There are two formats, documented separately:

- The legacy [ATerm" format](protocols/derivation-aterm.md)

- The modern [JSON format](source/protocols/json/derivation.md)

### Deriving Path

- *constant*

  Constant deriving paths are encoded simply as the underlying store path is.
  Thus, we see that every encoded store path is also a valid encoded (constant) deriving path.

- *output*

  Output deriving paths are encoded by

  - encoding of a store path referring to a derivation

  - a separator (`^` or `!` depending on context)

  - the name of an output

  > **Example**
  >
  > ```
  > /nix/store/lxrn8v5aamkikg6agxwdqd1jz7746wz4-firefox-98.0.2.drv^out
  > ```
  >
  > This parses like so:
  >
  > ```
  > /nix/store/lxrn8v5aamkikg6agxwdqd1jz7746wz4-firefox-98.0.2.drv^out
  > |------------------------------------------------------------| |-|
  > store path (usual encoding)                                    output name
  >                                                           |--|
  >                                                           note the ".drv"
  > ```

## Extending the model to be higher-order

**Experimental feature**: [`dynamic-derivations`](@docroot@/contributing/experimental-features.md#xp-feature-dynamic-derivations)

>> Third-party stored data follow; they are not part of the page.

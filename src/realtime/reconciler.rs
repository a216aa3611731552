use std::sync::Arc;
use tokio::sync::broadcast::error::RecvError;
use tokio::sync::watch;
use tracing::{debug, info, warn};

use super::timeline::{Timeline, TimelineEvent, UNKNOWN_POST_NAME};
use crate::db::{
    ChangeOperation, EventChange, EventFeed, EventFilter, EventStatus, FeedMessage,
    MonitoringEvent, MonitoringStore, StoreError,
};
use crate::tasks::Shutdown;
use crate::viewer::ViewerSnapshot;

/// Something the operator can hear.
pub trait AlertTone: Send + Sync {
    fn play(&self, event: &TimelineEvent);
}

/// Rings the terminal bell.
pub struct TerminalBell;

impl AlertTone for TerminalBell {
    fn play(&self, event: &TimelineEvent) {
        eprint!("\x07");
        warn!(
            event_id = event.event.id,
            post = %event.post_name,
            kind = %event.event.kind,
            "ALERT"
        );
    }
}

pub struct Silent;

impl AlertTone for Silent {
    fn play(&self, _event: &TimelineEvent) {}
}

#[derive(Debug, Clone, Copy, PartialEq, Eq, Default)]
pub struct ReconcileOutcome {
    /// The timeline changed.
    pub applied: bool,
    pub sound_alert: bool,
}

/// Whether a freshly inserted event should ring for this viewer.
pub fn should_sound(event: &MonitoringEvent, snapshot: &ViewerSnapshot) -> bool {
    event.kind.is_alert()
        && event.status == EventStatus::Unresolved
        && snapshot.authorized_for(event.post_id)
}

/// Merges change-feed notifications into the timeline.
pub struct Reconciler {
    store: Arc<dyn MonitoringStore>,
    timeline: Arc<Timeline>,
    viewer: watch::Receiver<ViewerSnapshot>,
    tone: Arc<dyn AlertTone>,
}

impl Reconciler {
    pub fn new(
        store: Arc<dyn MonitoringStore>,
        timeline: Arc<Timeline>,
        viewer: watch::Receiver<ViewerSnapshot>,
        tone: Arc<dyn AlertTone>,
    ) -> Self {
        Self {
            store,
            timeline,
            viewer,
            tone,
        }
    }

    /// Attaches the post name: from the snapshot, else from the store, else
    /// a placeholder.
    pub async fn enrich(&self, row: MonitoringEvent, snapshot: &ViewerSnapshot) -> TimelineEvent {
        let post_name = match snapshot.post(row.post_id) {
            Some(post) => post.name.clone(),
            None => match self.store.find_post_name(row.post_id).await {
                Ok(Some(name)) => name,
                Ok(None) => UNKNOWN_POST_NAME.to_string(),
                Err(e) => {
                    debug!(post_id = row.post_id, error = %e, "Post name lookup failed.");
                    UNKNOWN_POST_NAME.to_string()
                }
            },
        };
        TimelineEvent {
            event: row,
            post_name,
        }
    }

    pub async fn apply(&self, change: EventChange) -> ReconcileOutcome {
        // Read at dispatch time so a login or post change in between is seen.
        let snapshot = self.viewer.borrow().clone();

        match change.operation {
            ChangeOperation::Insert => {
                let entry = self.enrich(change.row, &snapshot).await;
                let sound_alert = should_sound(&entry.event, &snapshot);
                if sound_alert {
                    self.tone.play(&entry);
                }
                self.timeline.insert_front_dedup(entry).await;
                ReconcileOutcome {
                    applied: true,
                    sound_alert,
                }
            }
            ChangeOperation::Update => ReconcileOutcome {
                applied: self.timeline.apply_update(&change.row).await,
                sound_alert: false,
            },
            ChangeOperation::Delete => ReconcileOutcome {
                applied: self.timeline.remove(change.row.id).await,
                sound_alert: false,
            },
        }
    }

    /// Rebuilds the timeline from the store after notifications were lost.
    pub async fn resync(&self) -> Result<usize, StoreError> {
        let snapshot = self.viewer.borrow().clone();
        let rows = self.store.list_events(&EventFilter::default()).await?;
        let mut entries = Vec::with_capacity(rows.len());
        for row in rows {
            entries.push(self.enrich(row, &snapshot).await);
        }
        let count = entries.len();
        self.timeline.replace_all(entries).await;
        Ok(count)
    }

    async fn reload(&self) {
        match self.resync().await {
            Ok(count) => debug!(events = count, "Timeline reloaded."),
            Err(e) => warn!(error = %e, "Timeline reload failed."),
        }
    }

    pub async fn run(self, mut feed: EventFeed, mut shutdown: Shutdown) {
        info!("Event reconciler started.");
        loop {
            tokio::select! {
                received = feed.recv() => match received {
                    Ok(FeedMessage::Change(change)) => {
                        let event_id = change.row.id;
                        let outcome = self.apply(change).await;
                        debug!(event_id, applied = outcome.applied, sound = outcome.sound_alert, "Change applied.");
                    }
                    Ok(FeedMessage::Gap) => {
                        info!("Event feed reconnected. Reloading timeline.");
                        self.reload().await;
                    }
                    Err(RecvError::Lagged(skipped)) => {
                        warn!(skipped, "Event feed lagged. Reloading timeline.");
                        self.reload().await;
                    }
                    Err(RecvError::Closed) => {
                        warn!("Event feed closed.");
                        break;
                    }
                },
                _ = shutdown.triggered() => break,
            }
        }
        info!("Event reconciler stopped.");
    }
}

#[cfg(test)]
mod tests {
    use super::*;
    use crate::db::{EventKind, MemoryStore, NewEvent, Post};
    use crate::viewer::Viewer;
    use chrono::Utc;
    use std::sync::atomic::{AtomicUsize, Ordering};

    #[derive(Default)]
    struct CountingTone(AtomicUsize);

    impl AlertTone for CountingTone {
        fn play(&self, _event: &TimelineEvent) {
            self.0.fetch_add(1, Ordering::SeqCst);
        }
    }

    fn post(id: i64, company_id: i64) -> Post {
        Post {
            id,
            company_id,
            name: format!("Posto {id}"),
            location: String::new(),
            blocked: false,
            access_secret: String::new(),
            last_heartbeat: None,
        }
    }

    fn viewer(company_id: i64, is_admin: bool) -> Viewer {
        Viewer {
            company_id,
            username: if is_admin { "admin".into() } else { "acme".into() },
            company_name: "Acme".into(),
            is_admin,
        }
    }

    fn row(id: i64, post_id: i64, kind: EventKind) -> MonitoringEvent {
        MonitoringEvent {
            id,
            post_id,
            kind,
            timestamp: Utc::now(),
            status: EventStatus::Unresolved,
            comment: None,
        }
    }

    fn insert(row: MonitoringEvent) -> EventChange {
        EventChange {
            operation: ChangeOperation::Insert,
            row,
        }
    }

    struct Fixture {
        store: Arc<MemoryStore>,
        timeline: Arc<Timeline>,
        tone: Arc<CountingTone>,
        reconciler: Reconciler,
        _viewer_tx: watch::Sender<ViewerSnapshot>,
    }

    fn fixture(snapshot: ViewerSnapshot) -> Fixture {
        let store = Arc::new(MemoryStore::new());
        let timeline = Arc::new(Timeline::default());
        let tone = Arc::new(CountingTone::default());
        let (viewer_tx, viewer_rx) = watch::channel(snapshot);
        let reconciler = Reconciler::new(store.clone(), Arc::clone(&timeline), viewer_rx, tone.clone());
        Fixture {
            store,
            timeline,
            tone,
            reconciler,
            _viewer_tx: viewer_tx,
        }
    }

    #[tokio::test]
    async fn test_optimistic_then_feed_insert_leaves_one_entry() {
        let fx = fixture(ViewerSnapshot::new(Some(viewer(1, true)), vec![post(5, 1)]));
        fx.timeline
            .insert_front_dedup(TimelineEvent {
                event: row(42, 5, EventKind::SystemActivated),
                post_name: "local".into(),
            })
            .await;

        let mut authoritative = row(42, 5, EventKind::SystemActivated);
        authoritative.comment = Some("from feed".into());
        fx.reconciler.apply(insert(authoritative.clone())).await;

        let snapshot = fx.timeline.snapshot().await;
        assert_eq!(snapshot.len(), 1);
        assert_eq!(snapshot[0].event, authoritative);
        assert_eq!(snapshot[0].post_name, "Posto 5");
    }

    #[tokio::test]
    async fn test_sound_rule() {
        let posts = vec![post(5, 1), post(6, 2)];
        let fx = fixture(ViewerSnapshot::new(Some(viewer(1, false)), posts));

        let own_panic = fx.reconciler.apply(insert(row(1, 5, EventKind::PanicButton))).await;
        assert!(own_panic.sound_alert);
        let foreign_panic = fx.reconciler.apply(insert(row(2, 6, EventKind::PanicButton))).await;
        assert!(!foreign_panic.sound_alert);
        let routine = fx.reconciler.apply(insert(row(3, 5, EventKind::GatehouseOnline))).await;
        assert!(!routine.sound_alert);
        let mut resolved = row(4, 5, EventKind::LocalSemInternet);
        resolved.status = EventStatus::Resolved;
        assert!(!fx.reconciler.apply(insert(resolved)).await.sound_alert);

        assert_eq!(fx.tone.0.load(Ordering::SeqCst), 1);
        assert_eq!(fx.timeline.len().await, 4);
    }

    #[tokio::test]
    async fn test_logged_out_viewer_hears_nothing() {
        let fx = fixture(ViewerSnapshot::new(None, vec![post(5, 1)]));
        let outcome = fx.reconciler.apply(insert(row(1, 5, EventKind::PanicButton))).await;
        assert_eq!(
            outcome,
            ReconcileOutcome {
                applied: true,
                sound_alert: false
            }
        );
    }

    #[tokio::test]
    async fn test_name_enrichment_falls_back() {
        let fx = fixture(ViewerSnapshot::default());
        fx.store.add_post(post(8, 1));

        fx.reconciler.apply(insert(row(1, 8, EventKind::GatehouseOffline))).await;
        fx.reconciler.apply(insert(row(2, 99, EventKind::GatehouseOffline))).await;
        fx.store.set_unreachable(true);
        fx.reconciler.apply(insert(row(3, 8, EventKind::GatehouseOffline))).await;

        let names: Vec<String> = fx.timeline.snapshot().await.into_iter().map(|e| e.post_name).collect();
        assert_eq!(names, vec![UNKNOWN_POST_NAME, UNKNOWN_POST_NAME, "Posto 8"]);
    }

    #[tokio::test]
    async fn test_update_and_delete_of_unknown_ids_are_ignored() {
        let fx = fixture(ViewerSnapshot::default());
        let update = EventChange {
            operation: ChangeOperation::Update,
            row: row(7, 1, EventKind::PanicButton),
        };
        let delete = EventChange {
            operation: ChangeOperation::Delete,
            row: row(7, 1, EventKind::PanicButton),
        };
        assert!(!fx.reconciler.apply(update).await.applied);
        assert!(!fx.reconciler.apply(delete).await.applied);
        assert!(fx.timeline.is_empty().await);
    }

    #[tokio::test]
    async fn test_run_follows_store_feed() {
        let fx = fixture(ViewerSnapshot::new(Some(viewer(1, true)), vec![post(5, 1)]));
        fx.store.add_post(post(5, 1));
        let feed = fx.store.subscribe_events().await.unwrap();
        let timeline = Arc::clone(&fx.timeline);
        let store = Arc::clone(&fx.store);
        let task = crate::tasks::TaskHandle::spawn("reconciler", move |shutdown| {
            fx.reconciler.run(feed, shutdown)
        });

        let inserted = store.insert_event(NewEvent::unresolved(5, EventKind::PanicButton)).await.unwrap();
        store
            .update_event(
                inserted.id,
                crate::db::EventPatch {
                    status: Some(EventStatus::Resolved),
                    comment: None,
                },
            )
            .await
            .unwrap();

        for _ in 0..50 {
            if timeline.get(inserted.id).await.is_some_and(|e| e.event.status == EventStatus::Resolved) {
                break;
            }
            tokio::time::sleep(std::time::Duration::from_millis(10)).await;
        }
        assert_eq!(
            timeline.get(inserted.id).await.unwrap().event.status,
            EventStatus::Resolved
        );
        task.stop().await;
    }

    #[tokio::test]
    async fn test_feed_gap_reloads_missed_events() {
        let fx = fixture(ViewerSnapshot::new(Some(viewer(1, true)), vec![post(5, 1)]));
        let missed = fx
            .store
            .insert_event(NewEvent::unresolved(5, EventKind::SystemActivated))
            .await
            .unwrap();
        let feed = fx.store.subscribe_events().await.unwrap();
        let timeline = Arc::clone(&fx.timeline);
        let store = Arc::clone(&fx.store);
        let task = crate::tasks::TaskHandle::spawn("reconciler", move |shutdown| {
            fx.reconciler.run(feed, shutdown)
        });

        store.signal_feed_gap();
        for _ in 0..50 {
            if timeline.get(missed.id).await.is_some() {
                break;
            }
            tokio::time::sleep(std::time::Duration::from_millis(10)).await;
        }
        let entry = timeline.get(missed.id).await.unwrap();
        assert_eq!(entry.event.kind, EventKind::SystemActivated);
        assert_eq!(entry.post_name, "Posto 5");
        task.stop().await;
    }
}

We can apply the same extension discussed for the abstract model to the concrete model.
Again, only the data type for Deriving Paths needs to be modified.
Derivations are the same except for using the new extended deriving path data type.

```idris
type OutputName = String

data DerivingPath
  = ConstantPath { storeObj : StorePath }
  | Output {
      drv    : DerivingPath, -- Note: changed
      output : OutputName,
    }
```

Now, the `drv` field of `BuiltObject` is itself a `DerivingPath` instead of an `StorePath`.

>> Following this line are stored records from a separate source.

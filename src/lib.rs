pub mod alerting;
pub mod app;
pub mod config;
pub mod db;
pub mod error;
pub mod local_storage;
pub mod monitoring;
pub mod notifications;
pub mod realtime;
pub mod tasks;
pub mod version;
pub mod viewer;
pub mod compliance;

pub use compliance::{save_config, ComplianceConfigs, ComplianceScheduler, MissedTransition, RaisedAlert};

Under this extended model, `DerivingPath`s are thus inductively built up from an `ConstantPath`, contains in 0 or more outer `Outputs`.

### Encoding

The encoding is adjusted in a very simplest way, merely displaying the same

```
/nix/store/lxrn8v5aamkikg6agxwdqd1jz7746wz4-firefox-98.0.2.drv^foo.drv^bar.drv^out
|----------------------------------------------------------------------------| |-|
inner deriving path (usual encoding)                                           output name
|--------------------------------------------------------------------| |-----|
even more inner deriving path (usual encoding)                         output name
|------------------------------------------------------------| |-----|
innermost constant store path (usual encoding)                 output name
```

## Extra extensions

### `__structuredAttrs`

Historically speaking, most users of Nix made GNU Bash with a script the command run, regardless of what they were doing.
Bash variable are automatically created from env vars, but bash also supports array and string-keyed map variables in addition to string variables.
People also usually create derivations using language which also support these richer data types.
It was thus desired a way to get this data from the language "planning" the derivation to language to bash, the language evaluated at "run time".

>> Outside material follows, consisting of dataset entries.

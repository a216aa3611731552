use chrono::{DateTime, NaiveTime, Utc};
use serde::{Deserialize, Serialize};

use super::enums::{EventKind, EventStatus};

/// A company account. Corresponds to the `companies` table.
#[derive(Debug, Clone, Serialize, Deserialize, PartialEq)]
pub struct Company {
    pub id: i64,
    pub name: String,
    pub username: String,
    pub password: String,
    pub blocked: bool,
}

/// A guarded location. Corresponds to the `service_posts` table.
/// `last_heartbeat` is `None` while no monitoring session holds the post.
#[derive(Debug, Clone, Serialize, Deserialize, PartialEq)]
pub struct Post {
    pub id: i64,
    pub company_id: i64,
    pub name: String,
    pub location: String,
    pub blocked: bool,
    pub access_secret: String,
    pub last_heartbeat: Option<DateTime<Utc>>,
}

/// Corresponds to the `monitoring_events` table. Field names follow the
/// column names so the change-feed payload deserializes directly.
#[derive(Debug, Clone, Serialize, Deserialize, PartialEq)]
pub struct MonitoringEvent {
    pub id: i64,
    pub post_id: i64,
    #[serde(rename = "type")]
    pub kind: EventKind,
    pub timestamp: DateTime<Utc>,
    pub status: EventStatus,
    #[serde(default)]
    pub comment: Option<String>,
}

/// An event about to be inserted. A `None` timestamp lets the store stamp it.
#[derive(Debug, Clone, PartialEq)]
pub struct NewEvent {
    pub post_id: i64,
    pub kind: EventKind,
    pub timestamp: Option<DateTime<Utc>>,
    pub status: EventStatus,
}

impl NewEvent {
    pub fn unresolved(post_id: i64, kind: EventKind) -> Self {
        Self {
            post_id,
            kind,
            timestamp: None,
            status: EventStatus::Unresolved,
        }
    }

    pub fn captured_at(mut self, timestamp: DateTime<Utc>) -> Self {
        self.timestamp = Some(timestamp);
        self
    }
}

/// The mutable fields of an event. `None` leaves a field untouched.
#[derive(Debug, Clone, Default, PartialEq)]
pub struct EventPatch {
    pub status: Option<EventStatus>,
    pub comment: Option<String>,
}

#[derive(Debug, Clone, Copy, Serialize, Deserialize, PartialEq, Eq)]
pub struct FailureCount {
    pub post_id: i64,
    pub count: i64,
}

/// Daily compliance window of a post. Corresponds to `alerta_vigia_configs`.
/// Times are wall-clock times of day, interpreted in the viewer's local zone.
#[derive(Debug, Clone, Serialize, Deserialize, PartialEq)]
pub struct ComplianceConfig {
    pub post_id: i64,
    #[serde(with = "time_of_day")]
    pub activation_time: NaiveTime,
    #[serde(with = "time_of_day")]
    pub deactivation_time: NaiveTime,
    pub progress_duration_minutes: i32,
    pub alert_sound_seconds: i32,
}

impl ComplianceConfig {
    /// The configuration new posts start with: 22:00 to 06:00, a 30 minute
    /// progress window and a 60 second alert tone.
    pub fn default_for(post_id: i64) -> Self {
        Self {
            post_id,
            activation_time: NaiveTime::from_hms_opt(22, 0, 0).unwrap_or_default(),
            deactivation_time: NaiveTime::from_hms_opt(6, 0, 0).unwrap_or_default(),
            progress_duration_minutes: 30,
            alert_sound_seconds: 60,
        }
    }
}

/// Parses `HH:MM` (or `HH:MM:SS`) into a time of day.
pub fn parse_time_of_day(value: &str) -> Result<NaiveTime, String> {
    let trimmed = value.trim();
    NaiveTime::parse_from_str(trimmed, "%H:%M")
        .or_else(|_| NaiveTime::parse_from_str(trimmed, "%H:%M:%S"))
        .map_err(|e| format!("Invalid time of day '{value}': {e}"))
}

pub fn format_time_of_day(time: &NaiveTime) -> String {
    time.format("%H:%M").to_string()
}

pub mod time_of_day {
    use chrono::NaiveTime;
    use serde::{Deserialize, Deserializer, Serializer};

    pub fn serialize<S: Serializer>(time: &NaiveTime, serializer: S) -> Result<S::Ok, S::Error> {
        serializer.serialize_str(&super::format_time_of_day(time))
    }

    pub fn deserialize<'de, D: Deserializer<'de>>(deserializer: D) -> Result<NaiveTime, D::Error> {
        let raw = String::deserialize(deserializer)?;
        super::parse_time_of_day(&raw).map_err(serde::de::Error::custom)
    }
}

#[cfg(test)]
mod tests {
    use super::*;

    #[test]
    fn test_parse_time_of_day_accepts_both_forms() {
        assert_eq!(
            parse_time_of_day("22:00").unwrap(),
            NaiveTime::from_hms_opt(22, 0, 0).unwrap()
        );
        assert_eq!(
            parse_time_of_day(" 06:05:00 ").unwrap(),
            NaiveTime::from_hms_opt(6, 5, 0).unwrap()
        );
        assert!(parse_time_of_day("25:00").is_err());
        assert!(parse_time_of_day("noon").is_err());
    }

    #[test]
    fn test_feed_row_deserializes() {
        let raw = r#"{"id":7,"post_id":3,"type":"Botão de Pânico","timestamp":"2026-10-19T22:05:00.123456+00:00","status":"Não Resolvido","comment":null}"#;
        let event: MonitoringEvent = serde_json::from_str(raw).unwrap();
        assert_eq!(event.id, 7);
        assert_eq!(event.kind, EventKind::PanicButton);
        assert_eq!(event.status, EventStatus::Unresolved);
        assert!(event.comment.is_none());
    }

    #[test]
    fn test_compliance_config_serializes_short_times() {
        let config = ComplianceConfig::default_for(9);
        let value = serde_json::to_value(&config).unwrap();
        assert_eq!(value["activation_time"], "22:00");
        assert_eq!(value["deactivation_time"], "06:00");
    }
}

`__structuredAttrs` does this by smuggling inside the core derivation format a map of named richer data.
At run time, this becomes two things:

1. A JSON file containing that map.
2. A bash script setting those variables.

The bash command can be passed a script which will "source" that Nix-created bash script, setting those variables with the richer data.
The outer script can then do whatever it likes with those richer variables as input.

However, since derivations can already contain arbitary input sources, the vast majority of `__structuredAttrs` can be handled by upper layers.
We might consider implementing `__structuredAttrs` in higher layers in the future, and simplifying the store layer.